WHAT TO PRODUCE:
Your answer is a copy of every line in the records where "version" appears.
(EXERCISE DATA begins)
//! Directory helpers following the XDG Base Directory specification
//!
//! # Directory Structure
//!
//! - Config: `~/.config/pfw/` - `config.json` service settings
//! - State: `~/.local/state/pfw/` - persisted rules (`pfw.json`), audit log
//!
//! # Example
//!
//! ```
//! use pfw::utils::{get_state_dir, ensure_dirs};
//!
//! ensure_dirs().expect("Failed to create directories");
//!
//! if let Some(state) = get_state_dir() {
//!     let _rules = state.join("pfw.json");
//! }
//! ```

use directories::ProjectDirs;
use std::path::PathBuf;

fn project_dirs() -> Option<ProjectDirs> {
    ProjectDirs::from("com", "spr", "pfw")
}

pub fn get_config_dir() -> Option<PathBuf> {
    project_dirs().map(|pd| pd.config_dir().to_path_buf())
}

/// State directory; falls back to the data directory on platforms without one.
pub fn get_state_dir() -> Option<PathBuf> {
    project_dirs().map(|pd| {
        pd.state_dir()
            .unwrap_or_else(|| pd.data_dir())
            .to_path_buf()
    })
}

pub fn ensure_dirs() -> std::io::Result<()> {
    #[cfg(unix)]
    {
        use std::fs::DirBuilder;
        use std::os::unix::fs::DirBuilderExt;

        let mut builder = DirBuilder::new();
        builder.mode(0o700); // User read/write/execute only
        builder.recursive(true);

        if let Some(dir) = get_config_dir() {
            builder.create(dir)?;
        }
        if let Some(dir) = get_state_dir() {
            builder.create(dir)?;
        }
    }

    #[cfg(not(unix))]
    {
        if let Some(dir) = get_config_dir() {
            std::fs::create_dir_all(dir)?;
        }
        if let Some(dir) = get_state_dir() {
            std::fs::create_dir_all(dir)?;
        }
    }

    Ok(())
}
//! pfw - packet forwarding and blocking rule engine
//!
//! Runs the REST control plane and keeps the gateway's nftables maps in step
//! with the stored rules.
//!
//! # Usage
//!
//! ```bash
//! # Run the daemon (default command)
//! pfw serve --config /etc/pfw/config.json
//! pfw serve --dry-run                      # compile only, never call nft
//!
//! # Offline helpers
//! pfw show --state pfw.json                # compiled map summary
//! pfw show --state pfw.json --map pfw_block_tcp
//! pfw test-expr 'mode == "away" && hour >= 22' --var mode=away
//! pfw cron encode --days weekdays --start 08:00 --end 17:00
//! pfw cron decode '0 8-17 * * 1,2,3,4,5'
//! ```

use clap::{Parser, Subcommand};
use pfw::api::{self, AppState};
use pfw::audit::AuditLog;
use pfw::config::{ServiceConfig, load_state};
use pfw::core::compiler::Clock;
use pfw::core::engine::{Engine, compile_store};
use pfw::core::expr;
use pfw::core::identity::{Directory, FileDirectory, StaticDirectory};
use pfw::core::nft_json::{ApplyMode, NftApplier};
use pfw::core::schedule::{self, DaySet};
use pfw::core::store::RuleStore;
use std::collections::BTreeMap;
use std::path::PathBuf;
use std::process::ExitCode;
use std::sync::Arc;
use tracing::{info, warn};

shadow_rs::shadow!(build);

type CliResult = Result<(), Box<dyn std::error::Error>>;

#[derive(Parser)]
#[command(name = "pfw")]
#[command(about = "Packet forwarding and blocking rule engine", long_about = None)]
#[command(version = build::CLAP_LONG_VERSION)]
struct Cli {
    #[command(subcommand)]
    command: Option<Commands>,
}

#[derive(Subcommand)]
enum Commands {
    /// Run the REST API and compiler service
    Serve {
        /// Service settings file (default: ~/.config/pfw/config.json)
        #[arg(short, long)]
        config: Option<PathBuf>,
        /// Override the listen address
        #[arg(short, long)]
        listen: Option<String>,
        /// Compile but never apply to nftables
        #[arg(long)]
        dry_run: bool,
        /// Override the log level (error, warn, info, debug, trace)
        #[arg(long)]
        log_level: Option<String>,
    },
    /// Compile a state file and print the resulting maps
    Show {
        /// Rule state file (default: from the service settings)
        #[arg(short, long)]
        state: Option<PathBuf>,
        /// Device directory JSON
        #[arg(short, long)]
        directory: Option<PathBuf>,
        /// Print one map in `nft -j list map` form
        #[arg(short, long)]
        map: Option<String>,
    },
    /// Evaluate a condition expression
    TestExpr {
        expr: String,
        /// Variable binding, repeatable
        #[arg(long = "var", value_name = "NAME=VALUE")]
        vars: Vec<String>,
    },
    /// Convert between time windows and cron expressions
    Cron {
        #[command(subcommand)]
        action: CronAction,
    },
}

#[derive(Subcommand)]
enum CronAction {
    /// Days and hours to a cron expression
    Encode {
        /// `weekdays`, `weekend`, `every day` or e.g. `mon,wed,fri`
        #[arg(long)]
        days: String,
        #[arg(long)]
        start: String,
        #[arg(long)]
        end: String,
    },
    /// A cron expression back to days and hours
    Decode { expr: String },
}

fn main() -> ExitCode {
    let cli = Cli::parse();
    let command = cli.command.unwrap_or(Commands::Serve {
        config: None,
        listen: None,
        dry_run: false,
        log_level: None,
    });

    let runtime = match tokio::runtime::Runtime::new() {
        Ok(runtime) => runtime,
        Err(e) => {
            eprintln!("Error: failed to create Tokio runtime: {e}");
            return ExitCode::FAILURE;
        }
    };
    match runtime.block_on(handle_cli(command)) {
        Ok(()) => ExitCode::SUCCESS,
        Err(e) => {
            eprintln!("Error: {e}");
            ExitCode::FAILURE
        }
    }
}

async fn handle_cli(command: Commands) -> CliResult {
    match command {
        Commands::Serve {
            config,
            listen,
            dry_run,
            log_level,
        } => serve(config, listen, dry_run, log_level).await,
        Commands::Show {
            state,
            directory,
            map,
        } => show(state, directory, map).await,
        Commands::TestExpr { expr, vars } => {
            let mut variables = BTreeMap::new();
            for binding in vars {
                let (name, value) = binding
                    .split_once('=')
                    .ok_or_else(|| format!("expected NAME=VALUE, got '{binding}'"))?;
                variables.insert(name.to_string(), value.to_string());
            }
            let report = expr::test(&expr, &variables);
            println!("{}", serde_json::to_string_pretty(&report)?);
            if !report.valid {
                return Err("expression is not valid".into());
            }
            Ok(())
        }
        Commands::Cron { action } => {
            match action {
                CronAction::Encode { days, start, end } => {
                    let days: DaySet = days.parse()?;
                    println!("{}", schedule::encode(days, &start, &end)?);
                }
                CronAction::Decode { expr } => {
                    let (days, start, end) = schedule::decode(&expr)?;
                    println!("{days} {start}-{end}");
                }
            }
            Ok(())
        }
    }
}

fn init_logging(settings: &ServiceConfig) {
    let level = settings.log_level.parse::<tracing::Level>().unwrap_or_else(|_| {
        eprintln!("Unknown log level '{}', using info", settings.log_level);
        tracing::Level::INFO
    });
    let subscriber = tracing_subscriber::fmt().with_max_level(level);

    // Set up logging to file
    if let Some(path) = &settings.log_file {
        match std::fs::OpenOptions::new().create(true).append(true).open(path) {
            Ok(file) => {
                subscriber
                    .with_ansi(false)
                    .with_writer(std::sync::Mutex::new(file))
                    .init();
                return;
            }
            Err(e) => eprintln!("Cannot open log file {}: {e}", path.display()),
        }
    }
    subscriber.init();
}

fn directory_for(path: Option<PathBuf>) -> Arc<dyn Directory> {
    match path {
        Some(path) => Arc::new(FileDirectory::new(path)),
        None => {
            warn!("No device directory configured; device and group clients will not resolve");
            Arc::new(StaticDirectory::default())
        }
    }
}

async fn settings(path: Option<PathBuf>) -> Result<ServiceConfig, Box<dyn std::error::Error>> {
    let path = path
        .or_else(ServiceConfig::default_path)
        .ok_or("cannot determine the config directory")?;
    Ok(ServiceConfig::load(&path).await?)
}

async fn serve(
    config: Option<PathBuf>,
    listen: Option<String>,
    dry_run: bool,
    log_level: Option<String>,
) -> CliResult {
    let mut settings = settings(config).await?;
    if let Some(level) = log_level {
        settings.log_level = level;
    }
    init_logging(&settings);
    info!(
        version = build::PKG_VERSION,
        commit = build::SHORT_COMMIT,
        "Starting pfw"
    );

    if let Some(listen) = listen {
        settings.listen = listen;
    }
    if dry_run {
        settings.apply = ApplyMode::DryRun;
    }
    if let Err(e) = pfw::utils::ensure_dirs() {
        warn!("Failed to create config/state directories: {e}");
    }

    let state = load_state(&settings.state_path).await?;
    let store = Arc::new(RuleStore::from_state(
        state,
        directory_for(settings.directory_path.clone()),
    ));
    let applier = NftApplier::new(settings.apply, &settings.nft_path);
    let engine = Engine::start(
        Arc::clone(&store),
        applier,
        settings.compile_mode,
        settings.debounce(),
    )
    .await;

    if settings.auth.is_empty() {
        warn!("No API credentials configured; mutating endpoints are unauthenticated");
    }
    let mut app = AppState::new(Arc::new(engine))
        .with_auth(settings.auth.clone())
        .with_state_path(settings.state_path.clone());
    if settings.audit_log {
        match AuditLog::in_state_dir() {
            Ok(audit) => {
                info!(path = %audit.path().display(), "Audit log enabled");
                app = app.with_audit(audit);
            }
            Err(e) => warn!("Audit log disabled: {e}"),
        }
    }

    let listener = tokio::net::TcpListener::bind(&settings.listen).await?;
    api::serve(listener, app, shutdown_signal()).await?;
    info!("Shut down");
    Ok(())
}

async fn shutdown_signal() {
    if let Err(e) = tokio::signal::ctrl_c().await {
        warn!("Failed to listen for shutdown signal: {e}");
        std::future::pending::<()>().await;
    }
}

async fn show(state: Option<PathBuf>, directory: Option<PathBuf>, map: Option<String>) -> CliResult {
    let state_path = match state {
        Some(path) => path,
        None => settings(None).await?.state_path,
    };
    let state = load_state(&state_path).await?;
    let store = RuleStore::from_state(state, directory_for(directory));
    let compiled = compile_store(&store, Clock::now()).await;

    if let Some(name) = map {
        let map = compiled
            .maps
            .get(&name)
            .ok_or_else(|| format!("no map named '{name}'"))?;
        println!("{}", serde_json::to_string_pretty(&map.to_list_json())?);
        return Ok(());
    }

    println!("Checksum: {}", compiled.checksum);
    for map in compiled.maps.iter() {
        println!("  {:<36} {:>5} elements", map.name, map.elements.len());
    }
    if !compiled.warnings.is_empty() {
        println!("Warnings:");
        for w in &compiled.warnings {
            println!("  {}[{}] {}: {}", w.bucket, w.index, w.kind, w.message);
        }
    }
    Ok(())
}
(EXERCISE DATA ends)
RESULT OF THE EXERCISE:
#[command(version = build::CLAP_LONG_VERSION)]
        version = build::PKG_VERSION,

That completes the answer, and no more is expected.